Uni Emirat Arab (UEA) menerima pengiriman sistem pertahanan udara Iron Dome beserta pasukan Israel untuk mengoperasikannya pada awal perang melawan Iran. Informasi ini disampaikan oleh dua pejabat Israel dan satu pejabat AS kepada Axios.
Kerja sama militer, intelijen, dan keamanan antara Israel dan UEA telah mencapai tingkat yang belum pernah terjadi sebelumnya sejak perang dimulai. Pengiriman sistem Iron Dome ke UEA sebelumnya tidak diumumkan secara terbuka.
Latar Belakang Konflik
Sejak perang dimulai, UEA menjadi negara yang paling sering diserang oleh Iran di kawasan ini. Menurut Kementerian Pertahanan UEA, Iran telah meluncurkan sekitar 550 rudal balistik dan jelajah serta lebih dari 2.200 drone ke wilayah UEA. Sebagian besar serangan berhasil diintersep, namun beberapa di antaranya mengenai target militer dan sipil.
Permintaan Bantuan dan Respons Israel
Stok peluru kendali penangkal serangan udara UEA cepat menipis akibat serangan berkelanjutan. Hal ini memaksa UEA untuk meminta bantuan kepada Israel. Perdana Menteri Israel, Benjamin Netanyahu, kemudian memerintahkan Pasukan Pertahanan Israel (IDF) untuk mengirim satu baterai sistem Iron Dome beserta puluhan peluru kendali penangkal.

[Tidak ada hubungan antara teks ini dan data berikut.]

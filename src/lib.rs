//! A deterministic, single-threaded entity-component runtime.
//!
//! One [`Runtime`](crate::runtime::Runtime) owns one worker, which owns one
//! [`Context`](crate::context::Context). The worker drives every entity and
//! component lifecycle callback across discrete frames, so nothing in the
//! population is ever observed from two threads. External code talks to the
//! worker through a bounded cooperative task queue and gets futures back.
//!
//! The crate splits roughly into the entity-component core (entities,
//! components, the per-entity component manager, the entity tree), the
//! plumbing it stands on (versioned free-lists, typed events with recursion
//! policies, object pools), and the scheduler that ties them to a frame
//! clock (real-time, simulated, or manually stepped).

pub mod addin;
pub mod builder;
pub mod compmgr;
pub mod component;
pub mod context;
pub mod entity;
pub mod errors;
pub mod event;
pub mod frame;
pub mod id;
pub mod list;
pub mod manager;
pub mod pool;
pub mod pt;
pub mod runtime;

mod call;

pub use call::{CallRet, TerminatedWait};

pub mod prelude {
  pub use crate::addin::{AddIn, AddInManager, AddInState, AddInStatus};
  pub use crate::builder::build_entity;
  pub use crate::component::{Access, Component, ComponentCell, ComponentState};
  pub use crate::context::{Context, ContextOptions, Gc, RunningEvent};
  pub use crate::entity::{
    Entity, EntityBehavior, EntityOptions, EntityState, Meta, TreeNodeState,
  };
  pub use crate::errors::{
    CallError, EcError, PanicReport, PlayError, RunError,
  };
  pub use crate::event::{Event, EventOptions, EventRecursion, Hook};
  pub use crate::frame::{Frame, FrameMode};
  pub use crate::id::Id;
  pub use crate::manager::EntityManager;
  pub use crate::pt::{
    build_entity_pt, ComponentLib, ComponentPT, EntityLib, EntityPT,
  };
  pub use crate::runtime::{Runtime, RuntimeHandle, RuntimeOptions};
  pub use crate::{CallRet, TerminatedWait};
}
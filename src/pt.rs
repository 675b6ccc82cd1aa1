//! Prototype libraries: declared entity and component layouts.
//!
//! A [`ComponentPT`] binds a fully-qualified prototype name to a
//! constructor for the component type. An [`EntityPT`] names an entity
//! kind: an optional instance (behavior) constructor, an ordered list of
//! component prototypes, and default meta. Declarations are events, so the
//! scheduler can surface them on the running-event stream.

use std::any::Any as StdAny;
use std::fmt;
use std::cell::RefCell;
use std::rc::Rc;

use indexmap::IndexMap;
use smol_str::SmolStr;

use crate::component::{Component, ComponentCell};
use crate::context::Context;
use crate::entity::{Entity, EntityBehavior, EntityOptions, Meta};
use crate::errors::EcError;
use crate::event::{Event, EventOptions};
use crate::id::Id;

/// A declared component prototype: name plus constructor.
#[derive(Clone)]
pub struct ComponentPT {
  prototype: SmolStr,
  construct: Rc<dyn Fn() -> Box<dyn Component>>,
}

impl ComponentPT {
  /// The fully-qualified prototype name.
  pub fn prototype(&self) -> &SmolStr {
    &self.prototype
  }

  /// The trailing path segment, used as the default component name.
  pub fn short_name(&self) -> &str {
    self.prototype.rsplit("::").next().unwrap_or(&self.prototype)
  }

  /// Build a fresh payload in `birth` state.
  pub fn construct(&self) -> Box<dyn Component> {
    (self.construct)()
  }
}

impl fmt::Debug for ComponentPT {
  fn fmt(&self, f: &mut fmt::Formatter<'_>) -> fmt::Result {
    f.debug_struct("ComponentPT")
      .field("prototype", &self.prototype)
      .finish()
  }
}

/// The component prototype registry of one context.
pub struct ComponentLib {
  map: RefCell<IndexMap<SmolStr, ComponentPT>>,
  pub(crate) ev_declare: Event<ComponentPT>,
}

impl ComponentLib {
  pub(crate) fn new(opts: &EventOptions) -> Self {
    ComponentLib {
      map: RefCell::new(IndexMap::new()),
      ev_declare: Event::new(opts.clone()),
    }
  }

  /// Declare a component type under its type name. Re-declaring returns the
  /// existing descriptor.
  pub fn declare<C: Component + Default>(&self) -> ComponentPT {
    self.declare_with(std::any::type_name::<C>(), || {
      Box::new(C::default()) as Box<dyn Component>
    })
  }

  /// Declare under an explicit prototype name with a custom constructor.
  pub fn declare_with(
    &self,
    prototype: &str,
    construct: impl Fn() -> Box<dyn Component> + 'static,
  ) -> ComponentPT {
    if let Some(existing) = self.map.borrow().get(prototype) {
      return existing.clone();
    }

    let pt = ComponentPT {
      prototype: SmolStr::new(prototype),
      construct: Rc::new(construct),
    };
    self
      .map
      .borrow_mut()
      .insert(pt.prototype.clone(), pt.clone());
    tracing::debug!(prototype, "declare component prototype");
    self.ev_declare.emit(&pt);
    pt
  }

  pub fn get(&self, prototype: &str) -> Option<ComponentPT> {
    self.map.borrow().get(prototype).cloned()
  }

  /// Every declared prototype, in declaration order.
  pub fn list(&self) -> Vec<ComponentPT> {
    self.map.borrow().values().cloned().collect()
  }

  /// Fired once per new declaration.
  pub fn declare_event(&self) -> &Event<ComponentPT> {
    &self.ev_declare
  }

  pub(crate) fn close_events(&self) {
    self.ev_declare.close();
  }
}

/// A declared entity prototype.
#[derive(Clone)]
pub struct EntityPT {
  prototype: SmolStr,
  instance: Option<Rc<dyn Fn() -> Box<dyn EntityBehavior>>>,
  comps: Vec<(ComponentPT, Option<SmolStr>)>,
  meta: Meta,
}

impl EntityPT {
  pub fn prototype(&self) -> &SmolStr {
    &self.prototype
  }

  /// Component prototypes in attach order, each with its optional explicit
  /// name.
  pub fn components(&self) -> &[(ComponentPT, Option<SmolStr>)] {
    &self.comps
  }

  pub fn meta(&self) -> &Meta {
    &self.meta
  }

  pub(crate) fn construct_behavior(&self) -> Option<Box<dyn EntityBehavior>> {
    self.instance.as_ref().map(|ctor| ctor())
  }
}

impl fmt::Debug for EntityPT {
  fn fmt(&self, f: &mut fmt::Formatter<'_>) -> fmt::Result {
    f.debug_struct("EntityPT")
      .field("prototype", &self.prototype)
      .field("components", &self.comps.len())
      .field("has_instance", &self.instance.is_some())
      .finish()
  }
}

/// The entity prototype registry of one context. Owns the component
/// registry as well.
pub struct EntityLib {
  map: RefCell<IndexMap<SmolStr, EntityPT>>,
  component_lib: ComponentLib,
  pub(crate) ev_declare: Event<EntityPT>,
}

impl EntityLib {
  pub(crate) fn new(opts: &EventOptions) -> Self {
    EntityLib {
      map: RefCell::new(IndexMap::new()),
      component_lib: ComponentLib::new(opts),
      ev_declare: Event::new(opts.clone()),
    }
  }

  pub fn component_lib(&self) -> &ComponentLib {
    &self.component_lib
  }

  pub fn get(&self, prototype: &str) -> Option<EntityPT> {
    self.map.borrow().get(prototype).cloned()
  }

  pub fn contains(&self, prototype: &str) -> bool {
    self.map.borrow().contains_key(prototype)
  }

  /// Every declared prototype, in declaration order.
  pub fn list(&self) -> Vec<EntityPT> {
    self.map.borrow().values().cloned().collect()
  }

  /// Fired once per declaration (re-declarations included).
  pub fn declare_event(&self) -> &Event<EntityPT> {
    &self.ev_declare
  }

  pub(crate) fn close_events(&self) {
    self.ev_declare.close();
    self.component_lib.close_events();
  }

  fn declare(&self, pt: EntityPT) -> EntityPT {
    // Re-declaring a name replaces the layout; late declarations win.
    self.map.borrow_mut().insert(pt.prototype.clone(), pt.clone());
    tracing::debug!(prototype = %pt.prototype, "declare entity prototype");
    self.ev_declare.emit(&pt);
    pt
  }
}

/// Start declaring an entity prototype into a context's library.
pub fn build_entity_pt(ctx: &Rc<Context>, prototype: &str) -> EntityPTBuilder {
  EntityPTBuilder {
    ctx: ctx.clone(),
    prototype: SmolStr::new(prototype),
    instance: None,
    comps: Vec::new(),
    meta: Meta::new(),
  }
}

/// Builder returned by [`build_entity_pt`].
#[must_use = "does nothing until .declare() is called"]
pub struct EntityPTBuilder {
  ctx: Rc<Context>,
  prototype: SmolStr,
  instance: Option<Rc<dyn Fn() -> Box<dyn EntityBehavior>>>,
  comps: Vec<(ComponentPT, Option<SmolStr>)>,
  meta: Meta,
}

impl EntityPTBuilder {
  /// Instantiate entities of this prototype with a concrete behavior face.
  pub fn set_instance<B: EntityBehavior + Default>(mut self) -> Self {
    self.instance =
      Some(Rc::new(|| Box::new(B::default()) as Box<dyn EntityBehavior>));
    self
  }

  pub fn set_instance_with(
    mut self,
    construct: impl Fn() -> Box<dyn EntityBehavior> + 'static,
  ) -> Self {
    self.instance = Some(Rc::new(construct));
    self
  }

  /// Append a component type, declaring it in the component library if it
  /// is new. `name` defaults to the type's short name.
  pub fn add_component<C: Component + Default>(
    mut self,
    name: Option<&str>,
  ) -> Self {
    let pt = self.ctx.entity_lib().component_lib().declare::<C>();
    self.comps.push((pt, name.map(SmolStr::new)));
    self
  }

  /// Append an already-declared component prototype.
  pub fn add_component_pt(
    mut self,
    pt: ComponentPT,
    name: Option<&str>,
  ) -> Self {
    self.comps.push((pt, name.map(SmolStr::new)));
    self
  }

  pub fn meta<V: StdAny>(self, key: &str, value: V) -> Self {
    self.meta.insert(key, value);
    self
  }

  /// Install the prototype into the library and emit the declaration event.
  pub fn declare(self) -> EntityPT {
    let pt = EntityPT {
      prototype: self.prototype,
      instance: self.instance,
      comps: self.comps,
      meta: self.meta,
    };
    self.ctx.entity_lib().declare(pt)
  }
}

/// Instantiate an entity from a declared prototype: behavior face, meta and
/// components all come from the descriptor.
pub(crate) fn instantiate(
  ctx: &Rc<Context>,
  prototype: &str,
  persist_id: Option<Id>,
  awake_on_first_touch: bool,
  meta: Meta,
) -> Result<Rc<Entity>, EcError> {
  let pt = ctx
    .entity_lib()
    .get(prototype)
    .ok_or_else(|| EcError::UnknownPrototype(SmolStr::new(prototype)))?;

  meta.merge_from(pt.meta());
  let entity = Entity::new(EntityOptions {
    prototype: pt.prototype().clone(),
    persist_id,
    awake_on_first_touch,
    meta,
    behavior: pt.construct_behavior(),
  });

  for (cpt, name) in pt.components() {
    let name = name
      .as_ref()
      .map(|n| n.as_str())
      .unwrap_or_else(|| cpt.short_name());
    let cell =
      ComponentCell::new(name, cpt.prototype().clone(), cpt.construct());
    entity.add_component(name, vec![cell])?;
  }

  Ok(entity)
}
use crate::call::{Task, Terminator};
use crate::component::{Access, Component, ComponentCell, ComponentState};
use crate::context::{Context, RunningEvent};
use crate::entity::{Entity, EntityBehavior, EntityState};
use crate::errors::{panic_message, PanicReport};
use crate::event::Hook;
use crate::frame::Frame;

use super::ctrl::Ctrl;

pub(crate) struct Worker {
  pub(super) ctx: Rc<Context>,
  auto_recover: bool,
  pub(super) task_rx: Receiver<Task>,
  pub(super) ctrl_rx: Receiver<Ctrl>,
  pub(super) term: Arc<Terminator>,
  pub(super) gc_interval: Duration,
  /// Sweep cadence in frames; zero when no frame loop runs.
  pub(super) gc_frames: u64,
  custom_gc: RefCell<Option<Box<dyn FnMut(&Rc<Context>) + Send>>>,
  hooks: RefCell<Vec<Hook>>,
}
//! Cooperative calls: work submitted from any thread, executed on the
//! worker.
//!
//! A call is a boxed closure pushed onto the runtime's bounded task queue.
//! The worker runs it between frames and resolves the caller's [`CallRet`]
//! future through a one-shot channel. Dropping the future "poisons" the
//! call: the worker's send fails and the result is discarded, which is the
//! whole cancellation story.

use std::rc::Rc;
use std::sync::atomic::{AtomicBool, Ordering};
use std::sync::{Arc, Mutex};
use std::time::Duration;

use crossbeam::channel::{self, Receiver, Sender};

use crate::context::Context;
use crate::errors::CallError;

/// One unit of cooperative work.
pub(crate) struct Task {
  f: Box<dyn FnOnce(&Rc<Context>) + Send>,
}

impl Task {
  pub fn run(self, ctx: &Rc<Context>) {
    (self.f)(ctx);
  }
}

/// Package a closure and the future resolved with its return value.
pub(crate) fn make_call<R, F>(f: F) -> (Task, CallRet<R>)
where
  R: Send + 'static,
  F: FnOnce(&Rc<Context>) -> R + Send + 'static,
{
  let (tx, rx) = channel::bounded(1);
  let task = Task {
    f: Box::new(move |ctx| {
      let result = f(ctx);
      // A failed send means the caller dropped the future; discard.
      let _ = tx.send(Ok(result));
    }),
  };
  (task, CallRet { rx })
}

/// The future half of a cooperative call.
///
/// If the worker consumes the task but never produces a result (a recovered
/// panic, or termination mid-queue), waiting yields
/// [`CallError::Aborted`].
pub struct CallRet<R> {
  rx: Receiver<Result<R, CallError>>,
}

impl<R> CallRet<R> {
  /// A future that is already failed; used when the call was never queued.
  pub(crate) fn failed(err: CallError) -> CallRet<R> {
    let (tx, rx) = channel::bounded(1);
    let _ = tx.send(Err(err));
    CallRet { rx }
  }

  /// Block until the worker resolves the call.
  pub fn wait(self) -> Result<R, CallError> {
    match self.rx.recv() {
      Ok(res) => res,
      Err(_) => Err(CallError::Aborted),
    }
  }

  /// Non-blocking probe.
  pub fn try_wait(&self) -> Result<R, CallError> {
    match self.rx.try_recv() {
      Ok(res) => res,
      Err(channel::TryRecvError::Empty) => Err(CallError::NotReady),
      Err(channel::TryRecvError::Disconnected) => Err(CallError::Aborted),
    }
  }

  pub fn wait_timeout(&self, timeout: Duration) -> Result<R, CallError> {
    match self.rx.recv_timeout(timeout) {
      Ok(res) => res,
      Err(channel::RecvTimeoutError::Timeout) => Err(CallError::NotReady),
      Err(channel::RecvTimeoutError::Disconnected) => Err(CallError::Aborted),
    }
  }
}

/// Shared termination state between a runtime, its context and every
/// handle.
pub(crate) struct Terminator {
  requested: AtomicBool,
  done: AtomicBool,
  wake_tx: Sender<()>,
  wake_rx: Receiver<()>,
  done_tx: Mutex<Option<Sender<()>>>,
  done_rx: Receiver<()>,
}

impl Terminator {
  pub fn new() -> Arc<Terminator> {
    let (wake_tx, wake_rx) = channel::bounded(1);
    let (done_tx, done_rx) = channel::bounded::<()>(1);
    Arc::new(Terminator {
      requested: AtomicBool::new(false),
      done: AtomicBool::new(false),
      wake_tx,
      wake_rx,
      done_tx: Mutex::new(Some(done_tx)),
      done_rx,
    })
  }

  /// Ask the worker to wind down after the current tick.
  pub fn request(&self) {
    self.requested.store(true, Ordering::SeqCst);
    let _ = self.wake_tx.try_send(());
  }

  pub fn is_requested(&self) -> bool {
    self.requested.load(Ordering::SeqCst)
  }

  pub fn is_done(&self) -> bool {
    self.done.load(Ordering::SeqCst)
  }

  /// The channel the worker selects on so a terminate request interrupts a
  /// blocking wait.
  pub fn wake_rx(&self) -> &Receiver<()> {
    &self.wake_rx
  }

  /// Called by the worker as its very last act; unblocks every waiter.
  pub fn finish(&self) {
    self.done.store(true, Ordering::SeqCst);
    *self.done_tx.lock().unwrap() = None;
  }

  pub fn wait_handle(&self) -> TerminatedWait {
    TerminatedWait {
      rx: self.done_rx.clone(),
    }
  }
}

/// A handle that resolves when the runtime has fully terminated.
#[derive(Clone)]
pub struct TerminatedWait {
  rx: Receiver<()>,
}

impl TerminatedWait {
  /// Block until the worker has emitted `Terminated` and exited.
  pub fn wait(&self) {
    // Nothing is ever sent; disconnect is the signal.
    while self.rx.recv().is_ok() {}
  }

  /// True if the runtime terminated within the timeout.
  pub fn wait_timeout(&self, timeout: Duration) -> bool {
    matches!(
      self.rx.recv_timeout(timeout),
      Err(channel::RecvTimeoutError::Disconnected)
    )
  }
}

Ini merupakan pertama kalinya Israel mengirim sistem Iron Dome ke negara lain. UEA juga menjadi negara pertama di luar AS dan Israel yang menggunakan sistem ini, menurut seorang pejabat senior Israel.
Sistem Iron Dome berhasil menangkis puluhan rudal Iran, kata seorang pejabat Israel lainnya.
Koordinasi Militer dan Politik
Sejak perang dimulai, kedua negara telah melakukan koordinasi ketat dalam bidang militer dan politik, demikian disampaikan oleh pejabat Israel dan UEA.
Selain itu, Angkatan Udara Israel juga melancarkan serangan untuk menghancurkan rudal jarak pendek yang ditempatkan di selatan Iran sebelum rudal tersebut dapat mengenai target di UEA maupun negara-negara Teluk lainnya.
Dampak Politik dan Reaksi Publik
Pengiriman pasukan Israel ke wilayah UEA berpotensi menjadi isu sensitif di kawasan Teluk. Selain itu, keputusan Netanyahu untuk berbagi sistem pertahanan udara saat Israel sendiri tengah menghadapi serangan berat dapat memicu kontroversi di dalam negeri.
Hubungan Israel-UEA yang Semakin Erat
Israel dan UEA menandatangani perjanjian damai pada tahun 2020. Meskipun terdapat perbedaan pendapat mengenai isu seperti Gaza, kedua negara menyatakan bahwa kerja sama saat ini berada pada titik terdekat sepanjang sejarah.
"Israel adalah salah satu negara yang telah memberikan bantuan nyata kepada UEA. Amerika Serikat dan Israel terbukti menjadi sekutu sejati dengan memberikan dukungan melalui bantuan militer, berbagi intelijen, dan dukungan diplomatik," tulis Tareq al-Otaiba, mantan pejabat Dewan Keamanan Nasional UEA, dalam artikelnya di Arab Gulf States Institute (AGSI).
"Kami tidak akan melupakan bantuan ini," kata seorang pejabat senior UEA mengenai dukungan Israel dan Netanyahu pada saat kritis.